DESCRIPTION OF THE TASK: Filter this material down to the lines that contain the string "FieldError", and return those lines.

─── EXCERPTED DATA

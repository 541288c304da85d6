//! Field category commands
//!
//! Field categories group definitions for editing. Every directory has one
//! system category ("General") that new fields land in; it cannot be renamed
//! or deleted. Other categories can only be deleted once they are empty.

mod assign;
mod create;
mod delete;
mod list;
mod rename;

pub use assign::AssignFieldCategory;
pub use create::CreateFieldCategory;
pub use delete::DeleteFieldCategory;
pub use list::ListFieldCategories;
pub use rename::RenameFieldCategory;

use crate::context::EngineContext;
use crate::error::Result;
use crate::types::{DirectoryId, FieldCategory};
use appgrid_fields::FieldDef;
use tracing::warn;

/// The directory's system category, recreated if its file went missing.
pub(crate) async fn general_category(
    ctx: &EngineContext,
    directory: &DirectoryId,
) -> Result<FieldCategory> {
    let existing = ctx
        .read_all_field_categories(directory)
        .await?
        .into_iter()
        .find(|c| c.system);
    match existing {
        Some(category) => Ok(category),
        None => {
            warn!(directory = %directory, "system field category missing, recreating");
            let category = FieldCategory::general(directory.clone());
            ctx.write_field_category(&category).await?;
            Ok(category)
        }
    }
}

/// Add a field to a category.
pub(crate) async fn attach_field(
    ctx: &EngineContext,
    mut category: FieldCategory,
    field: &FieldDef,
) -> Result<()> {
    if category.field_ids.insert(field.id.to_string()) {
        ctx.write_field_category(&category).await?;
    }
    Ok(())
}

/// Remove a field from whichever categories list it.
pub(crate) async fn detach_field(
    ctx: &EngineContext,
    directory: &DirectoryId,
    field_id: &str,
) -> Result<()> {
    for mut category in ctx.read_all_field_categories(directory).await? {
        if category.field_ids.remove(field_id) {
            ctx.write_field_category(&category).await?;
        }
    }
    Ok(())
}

──────
─── EXCERPTED DATA

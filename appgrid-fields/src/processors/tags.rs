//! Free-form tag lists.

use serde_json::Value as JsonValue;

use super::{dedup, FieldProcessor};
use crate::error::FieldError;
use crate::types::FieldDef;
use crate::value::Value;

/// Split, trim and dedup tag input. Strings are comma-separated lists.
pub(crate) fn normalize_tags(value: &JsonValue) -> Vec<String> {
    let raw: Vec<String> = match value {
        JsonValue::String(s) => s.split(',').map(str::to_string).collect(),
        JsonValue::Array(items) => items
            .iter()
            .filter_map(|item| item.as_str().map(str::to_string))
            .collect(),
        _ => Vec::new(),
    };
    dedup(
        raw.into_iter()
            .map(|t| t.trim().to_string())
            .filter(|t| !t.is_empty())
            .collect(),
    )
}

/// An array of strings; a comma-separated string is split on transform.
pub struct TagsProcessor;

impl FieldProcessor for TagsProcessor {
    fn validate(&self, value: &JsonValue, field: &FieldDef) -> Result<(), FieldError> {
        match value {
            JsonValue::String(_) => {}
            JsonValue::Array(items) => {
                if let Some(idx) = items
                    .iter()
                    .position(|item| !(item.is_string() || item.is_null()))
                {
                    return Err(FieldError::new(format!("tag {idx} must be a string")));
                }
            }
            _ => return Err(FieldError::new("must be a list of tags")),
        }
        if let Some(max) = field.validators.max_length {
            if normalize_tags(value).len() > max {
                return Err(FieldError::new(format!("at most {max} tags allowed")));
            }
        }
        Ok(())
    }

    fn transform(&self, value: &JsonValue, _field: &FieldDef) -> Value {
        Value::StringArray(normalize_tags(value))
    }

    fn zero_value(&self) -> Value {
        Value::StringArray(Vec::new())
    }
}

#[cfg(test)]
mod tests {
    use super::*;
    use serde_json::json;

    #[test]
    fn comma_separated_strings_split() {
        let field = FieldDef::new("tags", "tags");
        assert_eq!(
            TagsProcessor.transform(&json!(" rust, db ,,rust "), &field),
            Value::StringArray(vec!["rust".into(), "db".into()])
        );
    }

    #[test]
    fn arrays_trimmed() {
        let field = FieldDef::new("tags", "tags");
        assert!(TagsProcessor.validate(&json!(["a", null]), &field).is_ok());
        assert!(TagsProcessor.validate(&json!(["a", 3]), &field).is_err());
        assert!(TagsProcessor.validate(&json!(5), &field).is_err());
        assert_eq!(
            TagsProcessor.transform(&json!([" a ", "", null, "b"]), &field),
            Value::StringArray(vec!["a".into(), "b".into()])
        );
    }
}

──────

SOLUTION TO THE EXERCISE:
use crate::error::FieldError;
    fn validate(&self, value: &JsonValue, field: &FieldDef) -> Result<(), FieldError> {
                    return Err(FieldError::new(format!("tag {idx} must be a string")));
            _ => return Err(FieldError::new("must be a list of tags")),
                return Err(FieldError::new(format!("at most {max} tags allowed")));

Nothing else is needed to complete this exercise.